Die Faktorenstruktur des Autismus Diagnostischen Interviews-Revision (ADI-R): Eine Untersuchung zur dimensionalen versus kategorialen Klassifikation autistischer Störungen
Originalarbeit
Abstract
Zusammenfassung:Fragestellung: Ziel dieser explorativen Studie war es zu untersuchen, ob die in erster Linie inhaltsvalide konstruierten Verhaltensbereiche des Autismus nach ICD-10 und DSM-IV (soziale Interaktion, Kommunikation und begrenzte, repetitive, stereotype Verhaltensmuster) mit statistisch generierten Verhaltensdimensionen konsistent sind. Methodik: Aus dem Autismus Diagnostischen Interview-Revision (ADI-R) gewonnene Daten von N = 262 Probanden mit Autismus oder autistischen Zügen wurden in einer Hauptkomponentenanalyse mit Varimax-Rotation und Faktorenextraktion nach dem Scree-Kriterium verrechnet. Ergebnisse: Die Dimensionierung der Algorithmusitems des ADI-R ergab nur eine vage Übereinstimmung der latenten Variablen mit den postulierten Verhaltensbereichen nach ICD-10 und DSM-IV. Eine 3-Faktorenlösung mit 46,1% Varianzaufklärung ergab zwei sozio-kommunikative und eine sprachbezogene Dimension. Die Items zur Erfassung repetitiven, stereotypen Verhaltens luden nur schwach auf diesen Faktoren. Schlussfolgerungen: Die faktorenanalytische Vorgehensweise legt eine von ICD-10 und DSM-IV abweichende Organisation des Autismuskonstrukts nahe, in der repetitive, stereotype Symptome der Störung eine eingeschränkte Bedeutung haben.
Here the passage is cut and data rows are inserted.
// tests/api/rate_limit_tests.rs

#[cfg(test)]
mod tests {

    use crate::fixtures::server::TestServer;
    use user_service::config::RateLimitConfig;

    #[tokio::test]
    async fn burst_is_cut_off_then_window_resets() {
        let server = TestServer::start(RateLimitConfig::new(5, 1000)).await;

        // 5 requests inside the first 500 ms are admitted
        for step in 0..5 {
            server.clock.set(step * 100);
            let response = server.get("/api/user").await;
            assert_ne!(response.status().as_u16(), 429, "request {} rejected", step + 1);
        }

        // the 6th at 600 ms is shed with the plain-text body
        server.clock.set(600);
        let response = server.get("/api/user").await;
        assert_eq!(response.status().as_u16(), 429);
        assert_eq!(response.text().await.unwrap(), "So many requests per second.");

        // after the window expires the client is admitted again
        server.clock.set(1600);
        let response = server.get("/api/user").await;
        assert_ne!(response.status().as_u16(), 429);
    }

    #[tokio::test]
    async fn rejection_bypasses_the_handler() {
        let server = TestServer::start(RateLimitConfig::new(1, 1000)).await;

        server.create_user("first@example.com", "+1000001").await;

        let response = server
            .post_json(
                "/api/user",
                &crate::fixtures::server::user_body("second@example.com", "+1000002"),
            )
            .await;
        assert_eq!(response.status().as_u16(), 429);

        // nothing was created by the rejected request
        server.clock.set(5000);
        let page: serde_json::Value = server.get("/api/user").await.json().await.unwrap();
        assert_eq!(page["data"]["totalElements"], 1);
    }

    #[tokio::test]
    async fn paths_outside_the_prefix_are_not_limited() {
        let server = TestServer::start(RateLimitConfig::new(1, 1000)).await;

        assert_ne!(server.get("/api/user").await.status().as_u16(), 429);
        assert_eq!(server.get("/api/user").await.status().as_u16(), 429);

        for _ in 0..5 {
            assert_eq!(server.get("/health").await.status().as_u16(), 200);
        }
        assert_eq!(server.get("/metrics").await.status().as_u16(), 200);
    }

    #[tokio::test]
    async fn unknown_routes_under_the_prefix_are_limited_too() {
        let server = TestServer::start(RateLimitConfig::new(1, 1000)).await;

        let response = server.get("/api/nope").await;
        assert_eq!(response.status().as_u16(), 404);
        let body: serde_json::Value = response.json().await.unwrap();
        assert_eq!(body["errorCode"], "ROUTE_NOT_FOUND");

        let response = server.get("/api/nope").await;
        assert_eq!(response.status().as_u16(), 429);
    }

    #[tokio::test]
    async fn metrics_report_tracked_clients() {
        let server = TestServer::unlimited().await;

        server.get("/api/user").await;

        let body = server.get("/metrics").await.text().await.unwrap();
        assert!(
            body.lines().any(|line| line == "user_service_tracked_clients 1"),
            "gauge missing from scrape:\n{body}"
        );
    }
}
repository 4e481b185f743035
use axum::http::{Method, Uri};

use crate::error::{ApiError, ErrorCode};
use crate::messages;
use crate::pipeline::RequestFailure;

// unknown path, or known path with an unsupported method
pub async fn route_not_found(method: Method, uri: Uri) -> RequestFailure {
    let error = ApiError::not_found(messages::no_route(&method, uri.path()), ErrorCode::RouteNotFound);
    RequestFailure::new(error, uri.path())
}
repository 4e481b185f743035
use std::sync::Arc;
use std::sync::atomic::{AtomicU64, Ordering};

/// Source of wall-clock milliseconds for the rate limiter.
/// Implementors must be thread-safe, the limiter calls `now_millis` from every request task.
pub trait Clock: Send + Sync {
    fn now_millis(&self) -> u64;
}

// Wall clock backed by chrono. Times before the epoch read as 0.
#[derive(Debug, Clone, Default)]
pub struct SystemClock;

impl Clock for SystemClock {
    fn now_millis(&self) -> u64 {
        chrono::Utc::now().timestamp_millis().max(0) as u64
    }
}

/// Hand-driven clock, cloned handles share the same time.
#[derive(Debug, Clone, Default)]
pub struct ManualClock {
    millis: Arc<AtomicU64>,
}

impl ManualClock {
    pub fn new(start_millis: u64) -> Self {
        Self {
            millis: Arc::new(AtomicU64::new(start_millis)),
        }
    }

    pub fn set(&self, millis: u64) {
        self.millis.store(millis, Ordering::SeqCst);
    }

    pub fn advance(&self, millis: u64) {
        self.millis.fetch_add(millis, Ordering::SeqCst);
    }
}

impl Clock for ManualClock {
    fn now_millis(&self) -> u64 {
        self.millis.load(Ordering::SeqCst)
    }
}
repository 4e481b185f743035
use lazy_static::lazy_static;
use prometheus::{
    Counter, CounterVec, Gauge, Histogram, register_counter, register_counter_vec,
    register_gauge, register_histogram,
};

lazy_static! {
    pub static ref REQUEST_TOTAL: Counter =
        register_counter!("user_service_requests_total", "Total number of requests").unwrap();
    pub static ref RATE_LIMITED_TOTAL: Counter = register_counter!(
        "user_service_rate_limited_total",
        "Requests rejected by the rate limiter"
    )
    .unwrap();
    pub static ref ERRORS_TOTAL: CounterVec = register_counter_vec!(
        "user_service_errors_total",
        "Failed requests by error kind",
        &["kind"]
    )
    .unwrap();
    pub static ref REQUEST_LATENCY: Histogram = register_histogram!(
        "user_service_request_latency_seconds",
        "Request latency in seconds"
    )
    .unwrap();
    pub static ref TRACKED_CLIENTS: Gauge = register_gauge!(
        "user_service_tracked_clients",
        "Client identities currently holding a rate limit window"
    )
    .unwrap();
}
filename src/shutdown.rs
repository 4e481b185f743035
use tokio::signal;

/// Resolves on Ctrl-C or, on Unix, SIGTERM.
pub async fn shutdown_signal() {
    let ctrl_c = async {
        if let Err(err) = signal::ctrl_c().await {
            tracing::error!(error = %err, "failed to listen for Ctrl+C");
            std::future::pending::<()>().await;
        }
    };

    #[cfg(unix)]
    let terminate = async {
        match signal::unix::signal(signal::unix::SignalKind::terminate()) {
            Ok(mut sigterm) => {
                sigterm.recv().await;
            }
            Err(err) => {
                tracing::error!(error = %err, "failed to install SIGTERM handler");
                std::future::pending::<()>().await;
            }
        }
    };

    #[cfg(not(unix))]
    let terminate = std::future::pending::<()>();

    tokio::select! {
        _ = ctrl_c => {
            tracing::info!("Received Ctrl+C, shutting down");
        }
        _ = terminate => {
            tracing::info!("Received SIGTERM, shutting down");
        }
    }
}
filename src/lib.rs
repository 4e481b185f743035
// user management service with per-client rate limiting

pub mod app;
pub mod clock;
pub mod config;
pub mod error;
pub mod handlers;
pub mod messages;
pub mod metrics;
pub mod middleware;
pub mod models;
pub mod notify;
pub mod pipeline;
pub mod rate_limit;
pub mod result;
pub mod service;
pub mod shutdown;
pub mod state;
pub mod store;
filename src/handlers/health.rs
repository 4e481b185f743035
use axum::Json;
use axum::response::IntoResponse;

// health handler
pub async fn health_handler() -> impl IntoResponse {
    Json(serde_json::json!({
        "status": "healthy",
        "timestamp": chrono::Utc::now().to_rfc3339()
    }))
}
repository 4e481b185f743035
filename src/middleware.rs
use axum::extract::{ConnectInfo, Request, State};
use axum::http::StatusCode;
use axum::middleware::Next;
use axum::response::{IntoResponse, Response};
use std::net::SocketAddr;
use std::sync::Arc;
use std::time::Instant;

use crate::messages;
use crate::metrics::{RATE_LIMITED_TOTAL, REQUEST_LATENCY, REQUEST_TOTAL};
use crate::state::AppState;

// Identity used when the connection carries no peer address
pub const UNKNOWN_CLIENT: &str = "unknown";

fn client_id(req: &Request) -> String {
    req.extensions()
        .get::<ConnectInfo<SocketAddr>>()
        .map(|ConnectInfo(addr)| addr.ip().to_string())
        .unwrap_or_else(|| UNKNOWN_CLIENT.to_string())
}

/// Admission control. Rejected requests never reach a handler and get a
/// plain-text 429 instead of a result envelope.
pub async fn admit(State(state): State<Arc<AppState>>, req: Request, next: Next) -> Response {
    if !state.is_rate_limited(req.uri().path()) {
        return next.run(req).await;
    }

    let client = client_id(&req);
    if !state.rate_limiter.allow(&client) {
        RATE_LIMITED_TOTAL.inc();
        tracing::warn!(%client, path = %req.uri().path(), "rate limit exceeded");
        return (StatusCode::TOO_MANY_REQUESTS, messages::TOO_MANY_REQUESTS).into_response();
    }

    next.run(req).await
}

// Request logging - method, path, status and time taken
pub async fn log_requests(req: Request, next: Next) -> Response {
    REQUEST_TOTAL.inc();

    let method = req.method().clone();
    let path = req.uri().path().to_owned();
    let start_time = Instant::now();

    let response = next.run(req).await;

    let elapsed = start_time.elapsed();
    REQUEST_LATENCY.observe(elapsed.as_secs_f64());
    tracing::info!(
        %method,
        %path,
        status = response.status().as_u16(),
        elapsed_ms = elapsed.as_millis() as u64,
        "request completed"
    );

    response
}
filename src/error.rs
use axum::http::StatusCode;
use std::fmt;

use crate::messages;
use crate::store::StoreError;

// failure categories
#[derive(Debug, Clone, Copy, PartialEq, Eq, Hash)]
pub enum ErrorKind {
    Business,
    Validation,
    NotFound,
    Database, // constraint violation from the store
    InternalServerError,
}

impl ErrorKind {
    pub fn status(self) -> StatusCode {
        match self {
            Self::Business | Self::Database => StatusCode::CONFLICT,
            Self::Validation => StatusCode::BAD_REQUEST,
            Self::NotFound => StatusCode::NOT_FOUND,
            Self::InternalServerError => StatusCode::INTERNAL_SERVER_ERROR,
        }
    }

    // label for logs and metrics
    pub fn as_str(self) -> &'static str {
        match self {
            Self::Business => "business",
            Self::Validation => "validation",
            Self::NotFound => "not_found",
            Self::Database => "database",
            Self::InternalServerError => "internal_server_error",
        }
    }
}

impl fmt::Display for ErrorKind {
    fn fmt(&self, f: &mut fmt::Formatter<'_>) -> fmt::Result {
        f.write_str(self.as_str())
    }
}

#[derive(Debug, Clone, Copy, PartialEq, Eq)]
pub enum ErrorCode {
    UserNotFound,
    UserExistEmail,
    RouteNotFound,
    Validation,
    Database,
    Server,
}

impl ErrorCode {
    pub fn as_str(self) -> &'static str {
        match self {
            Self::UserNotFound => "USER_NOT_FOUND",
            Self::UserExistEmail => "USER_EXIST_EMAIL",
            Self::RouteNotFound => "ROUTE_NOT_FOUND",
            Self::Validation => "VALIDATION",
            Self::Database => "DATABASE",
            Self::Server => "SERVER",
        }
    }
}

// one classified failure, only built through the constructors below
#[derive(Debug, Clone, PartialEq, Eq, thiserror::Error)]
#[error("{message}")]
pub struct ApiError {
    kind: ErrorKind,
    message: String,
    error_code: ErrorCode,
    http_status: StatusCode,
    status_code: u16,
}

impl ApiError {
    fn new(kind: ErrorKind, message: impl Into<String>, error_code: ErrorCode) -> Self {
        let http_status = kind.status();
        Self {
            kind,
            message: message.into(),
            error_code,
            http_status,
            status_code: http_status.as_u16(),
        }
    }

    pub fn business(message: impl Into<String>, error_code: ErrorCode) -> Self {
        Self::new(ErrorKind::Business, message, error_code)
    }

    pub fn not_found(message: impl Into<String>, error_code: ErrorCode) -> Self {
        Self::new(ErrorKind::NotFound, message, error_code)
    }

    pub fn validation(message: impl Into<String>) -> Self {
        Self::new(ErrorKind::Validation, message, ErrorCode::Validation)
    }

    pub fn database(diagnostic: &str) -> Self {
        Self::new(
            ErrorKind::Database,
            sanitize_database_message(diagnostic),
            ErrorCode::Database,
        )
    }

    pub fn internal() -> Self {
        Self::new(
            ErrorKind::InternalServerError,
            messages::INTERNAL_SERVER_ERROR,
            ErrorCode::Server,
        )
    }

    pub fn kind(&self) -> ErrorKind {
        self.kind
    }

    pub fn message(&self) -> &str {
        &self.message
    }

    pub fn error_code(&self) -> &'static str {
        self.error_code.as_str()
    }

    pub fn http_status(&self) -> StatusCode {
        self.http_status
    }

    pub fn status_code(&self) -> u16 {
        self.status_code
    }
}

// "Detail:" suffix, else text before the first backslash, else the generic message
pub fn sanitize_database_message(diagnostic: &str) -> String {
    if let Some(start) = diagnostic.find("Detail:") {
        return diagnostic[start..].to_owned();
    }
    if let Some(end) = diagnostic.find('\\') {
        return diagnostic[..end].to_owned();
    }
    messages::DATABASE_ERROR.to_owned()
}

#[derive(Debug, thiserror::Error)]
pub enum Failure {
    #[error(transparent)]
    Api(#[from] ApiError),

    #[error(transparent)]
    Store(#[from] StoreError),

    #[error("invalid input: {}", .0.join(", "))]
    Invalid(Vec<String>),

    #[error("unexpected failure: {0}")]
    Unexpected(Box<dyn std::error::Error + Send + Sync>),
}

#[derive(Debug)]
pub struct Classified {
    pub error: ApiError,
    pub details: Option<Vec<String>>, // field errors
    pub cause: Option<String>,        // logged, never serialized
}

impl Failure {
    pub fn unexpected(err: impl std::error::Error + Send + Sync + 'static) -> Self {
        Self::Unexpected(Box::new(err))
    }

    pub fn invalid_field(field: &str, message: impl fmt::Display) -> Self {
        Self::Invalid(vec![format!("{field}: {message}")])
    }

    pub fn classify(self) -> Classified {
        match self {
            Self::Api(error) => Classified {
                error,
                details: None,
                cause: None,
            },
            Self::Store(StoreError::UniqueViolation { diagnostic }) => Classified {
                error: ApiError::database(&diagnostic),
                details: None,
                cause: None,
            },
            Self::Invalid(errors) if !errors.is_empty() => Classified {
                error: ApiError::validation(messages::VALIDATION_ERROR),
                details: Some(errors),
                cause: None,
            },
            other => Classified {
                error: ApiError::internal(),
                details: None,
                cause: Some(other.to_string()),
            },
        }
    }
}
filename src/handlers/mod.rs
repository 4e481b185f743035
mod fallback;
mod health;
mod metrics;
mod users;

pub use fallback::route_not_found;
pub use health::health_handler;
pub use metrics::metrics_handler;
pub use users::{create_user, delete_user, get_user, list_users, update_user};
Objectives: This study investigated whether empirically derived dimensions of autistic behavior are consistent with the content-valid construction of the autistic behavior domains according to ICD-10 and DSM-IV (social interaction, communication and repetitive, stereotyped behavior). Methods: A principal component exploratory factor analysis routine with varimax-rotation and extraction of factors following the Scree criterion was run using data from the Autism Diagnostic Interview-Revised (ADI-R) of N = 262 individuals exhibiting autism or autistic features. Results: A three-factor solution consisting of two socio-communicative and one language dimension and accounting for 46.1% of the total variance was found to best describe the data. These factors yielded only vague correspondence with the idea of behavior domains described in ICD-10 and DSM-IV. In addition, factor loadings of items representing repetitive, stereotyped patterns were generally weak. Conclusions: The factor-analytic approach to autism indicates a conception of the disorder divergent from that defined in the contemporary psychiatric classification systems, especially regarding the area of repetitive, stereotyped behavior.